- Task requirements
The answer is one number. Say how many lines in the entries below include the word "Method".

(Collected data entries)

────────────────────

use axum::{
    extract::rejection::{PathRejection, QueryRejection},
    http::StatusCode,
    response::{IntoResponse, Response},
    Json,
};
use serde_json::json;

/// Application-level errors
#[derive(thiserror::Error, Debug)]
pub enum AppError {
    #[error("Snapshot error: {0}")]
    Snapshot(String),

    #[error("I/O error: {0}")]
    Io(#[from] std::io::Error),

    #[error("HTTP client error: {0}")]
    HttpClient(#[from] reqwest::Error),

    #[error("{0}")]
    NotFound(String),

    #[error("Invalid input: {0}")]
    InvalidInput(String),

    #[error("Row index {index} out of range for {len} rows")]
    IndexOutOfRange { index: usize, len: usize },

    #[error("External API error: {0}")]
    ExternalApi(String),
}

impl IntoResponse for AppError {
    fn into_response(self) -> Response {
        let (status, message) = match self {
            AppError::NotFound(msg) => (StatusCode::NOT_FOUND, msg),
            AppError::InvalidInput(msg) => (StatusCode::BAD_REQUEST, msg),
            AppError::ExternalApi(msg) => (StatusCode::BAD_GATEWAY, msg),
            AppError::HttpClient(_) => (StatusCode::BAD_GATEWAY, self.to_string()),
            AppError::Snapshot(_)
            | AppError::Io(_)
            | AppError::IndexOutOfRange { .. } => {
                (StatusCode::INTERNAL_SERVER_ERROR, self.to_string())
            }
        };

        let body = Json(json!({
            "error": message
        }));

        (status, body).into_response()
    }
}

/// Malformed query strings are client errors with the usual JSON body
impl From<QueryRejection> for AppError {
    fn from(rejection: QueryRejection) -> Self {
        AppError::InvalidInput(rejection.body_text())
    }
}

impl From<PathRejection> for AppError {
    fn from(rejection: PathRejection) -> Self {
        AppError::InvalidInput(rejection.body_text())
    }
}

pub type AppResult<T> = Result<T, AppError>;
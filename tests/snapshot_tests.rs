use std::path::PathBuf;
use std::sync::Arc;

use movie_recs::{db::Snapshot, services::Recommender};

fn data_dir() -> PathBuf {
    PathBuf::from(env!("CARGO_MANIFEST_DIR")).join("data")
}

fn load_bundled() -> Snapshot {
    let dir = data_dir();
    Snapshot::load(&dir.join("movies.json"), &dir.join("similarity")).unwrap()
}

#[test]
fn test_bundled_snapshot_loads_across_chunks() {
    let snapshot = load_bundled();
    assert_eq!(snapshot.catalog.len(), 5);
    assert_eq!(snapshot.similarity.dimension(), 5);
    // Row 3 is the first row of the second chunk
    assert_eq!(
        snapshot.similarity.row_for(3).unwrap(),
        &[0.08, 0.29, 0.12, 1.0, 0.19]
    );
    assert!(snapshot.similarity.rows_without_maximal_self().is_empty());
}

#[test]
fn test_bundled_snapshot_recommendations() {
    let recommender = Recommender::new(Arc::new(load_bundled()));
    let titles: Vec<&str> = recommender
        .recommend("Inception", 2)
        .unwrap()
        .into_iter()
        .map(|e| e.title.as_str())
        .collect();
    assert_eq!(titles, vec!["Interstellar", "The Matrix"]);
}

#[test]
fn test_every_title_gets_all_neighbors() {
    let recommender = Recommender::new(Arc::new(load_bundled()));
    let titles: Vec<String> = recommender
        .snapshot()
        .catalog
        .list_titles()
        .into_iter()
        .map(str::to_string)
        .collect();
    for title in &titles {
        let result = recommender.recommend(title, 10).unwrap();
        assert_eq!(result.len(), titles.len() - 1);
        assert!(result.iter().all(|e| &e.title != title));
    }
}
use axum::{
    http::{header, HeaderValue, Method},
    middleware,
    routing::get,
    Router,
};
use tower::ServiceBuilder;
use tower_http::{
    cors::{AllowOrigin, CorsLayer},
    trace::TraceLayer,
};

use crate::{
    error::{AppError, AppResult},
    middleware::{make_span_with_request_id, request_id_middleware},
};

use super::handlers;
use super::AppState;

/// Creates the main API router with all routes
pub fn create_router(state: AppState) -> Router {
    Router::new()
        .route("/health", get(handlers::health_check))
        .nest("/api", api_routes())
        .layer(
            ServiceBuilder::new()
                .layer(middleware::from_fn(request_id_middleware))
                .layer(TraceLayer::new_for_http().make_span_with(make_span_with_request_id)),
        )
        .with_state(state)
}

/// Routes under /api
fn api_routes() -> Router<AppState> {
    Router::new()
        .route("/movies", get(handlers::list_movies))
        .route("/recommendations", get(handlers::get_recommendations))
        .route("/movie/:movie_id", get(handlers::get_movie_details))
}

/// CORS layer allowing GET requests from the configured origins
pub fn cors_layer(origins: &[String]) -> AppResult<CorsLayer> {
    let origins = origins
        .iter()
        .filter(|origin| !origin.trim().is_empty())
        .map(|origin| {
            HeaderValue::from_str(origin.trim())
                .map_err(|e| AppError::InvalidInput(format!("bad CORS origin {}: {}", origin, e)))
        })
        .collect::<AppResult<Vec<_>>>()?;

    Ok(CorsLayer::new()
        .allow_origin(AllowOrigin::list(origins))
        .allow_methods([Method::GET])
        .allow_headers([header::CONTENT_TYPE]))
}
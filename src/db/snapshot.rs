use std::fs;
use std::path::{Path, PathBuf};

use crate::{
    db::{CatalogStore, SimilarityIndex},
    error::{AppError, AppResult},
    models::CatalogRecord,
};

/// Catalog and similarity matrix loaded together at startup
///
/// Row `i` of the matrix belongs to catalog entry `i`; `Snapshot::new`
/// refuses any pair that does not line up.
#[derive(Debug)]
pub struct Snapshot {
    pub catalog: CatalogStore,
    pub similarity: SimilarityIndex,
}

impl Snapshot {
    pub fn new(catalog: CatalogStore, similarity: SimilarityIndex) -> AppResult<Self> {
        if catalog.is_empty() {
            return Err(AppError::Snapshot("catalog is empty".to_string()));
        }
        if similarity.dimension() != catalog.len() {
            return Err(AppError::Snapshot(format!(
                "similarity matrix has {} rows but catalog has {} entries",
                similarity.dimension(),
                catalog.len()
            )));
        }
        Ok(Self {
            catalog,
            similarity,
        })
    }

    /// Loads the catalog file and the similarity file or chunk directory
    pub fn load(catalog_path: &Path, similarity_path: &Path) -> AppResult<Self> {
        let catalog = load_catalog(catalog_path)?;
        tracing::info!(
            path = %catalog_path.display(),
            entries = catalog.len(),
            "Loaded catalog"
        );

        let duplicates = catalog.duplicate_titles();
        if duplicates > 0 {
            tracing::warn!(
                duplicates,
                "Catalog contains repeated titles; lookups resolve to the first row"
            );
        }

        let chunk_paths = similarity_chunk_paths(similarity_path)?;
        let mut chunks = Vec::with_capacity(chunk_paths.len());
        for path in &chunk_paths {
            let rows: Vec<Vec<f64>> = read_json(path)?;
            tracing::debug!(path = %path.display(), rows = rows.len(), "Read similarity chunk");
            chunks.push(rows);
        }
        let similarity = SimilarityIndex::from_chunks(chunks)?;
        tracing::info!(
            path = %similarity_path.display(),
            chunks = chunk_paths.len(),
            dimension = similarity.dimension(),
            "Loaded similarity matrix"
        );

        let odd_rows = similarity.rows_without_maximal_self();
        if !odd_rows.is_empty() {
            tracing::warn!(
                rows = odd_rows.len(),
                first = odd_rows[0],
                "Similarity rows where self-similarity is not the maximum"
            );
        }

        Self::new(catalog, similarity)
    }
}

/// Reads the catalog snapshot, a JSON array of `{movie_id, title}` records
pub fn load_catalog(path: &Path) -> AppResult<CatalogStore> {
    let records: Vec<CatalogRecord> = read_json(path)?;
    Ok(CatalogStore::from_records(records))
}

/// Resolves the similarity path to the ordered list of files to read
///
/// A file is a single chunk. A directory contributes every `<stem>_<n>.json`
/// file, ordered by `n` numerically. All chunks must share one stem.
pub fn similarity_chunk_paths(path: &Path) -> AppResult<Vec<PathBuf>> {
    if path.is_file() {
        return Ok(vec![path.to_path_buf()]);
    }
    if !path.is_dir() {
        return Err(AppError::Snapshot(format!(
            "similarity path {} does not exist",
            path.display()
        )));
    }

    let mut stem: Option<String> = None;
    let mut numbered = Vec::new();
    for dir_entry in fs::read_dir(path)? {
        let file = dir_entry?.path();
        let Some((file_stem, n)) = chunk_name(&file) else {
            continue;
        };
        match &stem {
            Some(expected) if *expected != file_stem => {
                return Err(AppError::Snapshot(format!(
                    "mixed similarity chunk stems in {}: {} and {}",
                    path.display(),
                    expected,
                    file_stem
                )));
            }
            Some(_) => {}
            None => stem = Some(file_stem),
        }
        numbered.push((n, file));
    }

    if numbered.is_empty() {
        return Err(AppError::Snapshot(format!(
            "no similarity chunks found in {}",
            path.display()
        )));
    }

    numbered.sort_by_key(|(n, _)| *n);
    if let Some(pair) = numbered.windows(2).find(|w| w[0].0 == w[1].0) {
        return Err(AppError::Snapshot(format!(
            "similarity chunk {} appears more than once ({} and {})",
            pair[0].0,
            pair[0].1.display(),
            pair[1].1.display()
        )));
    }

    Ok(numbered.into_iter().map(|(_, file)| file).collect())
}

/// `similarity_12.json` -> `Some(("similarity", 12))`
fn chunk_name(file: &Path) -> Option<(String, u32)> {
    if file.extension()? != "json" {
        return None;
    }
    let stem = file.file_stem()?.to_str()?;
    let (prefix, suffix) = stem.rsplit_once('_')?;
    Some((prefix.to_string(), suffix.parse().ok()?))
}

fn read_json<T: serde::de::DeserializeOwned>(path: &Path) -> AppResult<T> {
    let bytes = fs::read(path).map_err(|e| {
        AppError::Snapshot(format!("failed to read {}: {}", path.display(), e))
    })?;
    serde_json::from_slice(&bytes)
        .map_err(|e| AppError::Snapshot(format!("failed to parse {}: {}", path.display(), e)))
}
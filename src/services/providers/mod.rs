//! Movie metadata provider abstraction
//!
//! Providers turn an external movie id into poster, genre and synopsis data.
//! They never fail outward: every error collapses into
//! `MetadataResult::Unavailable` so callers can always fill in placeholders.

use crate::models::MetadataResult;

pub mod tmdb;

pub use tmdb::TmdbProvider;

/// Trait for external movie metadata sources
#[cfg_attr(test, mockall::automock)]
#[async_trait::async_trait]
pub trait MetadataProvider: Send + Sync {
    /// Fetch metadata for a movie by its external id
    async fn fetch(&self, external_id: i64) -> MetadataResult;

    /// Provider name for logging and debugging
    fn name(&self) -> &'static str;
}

────────────────────

- Result of this exercise
2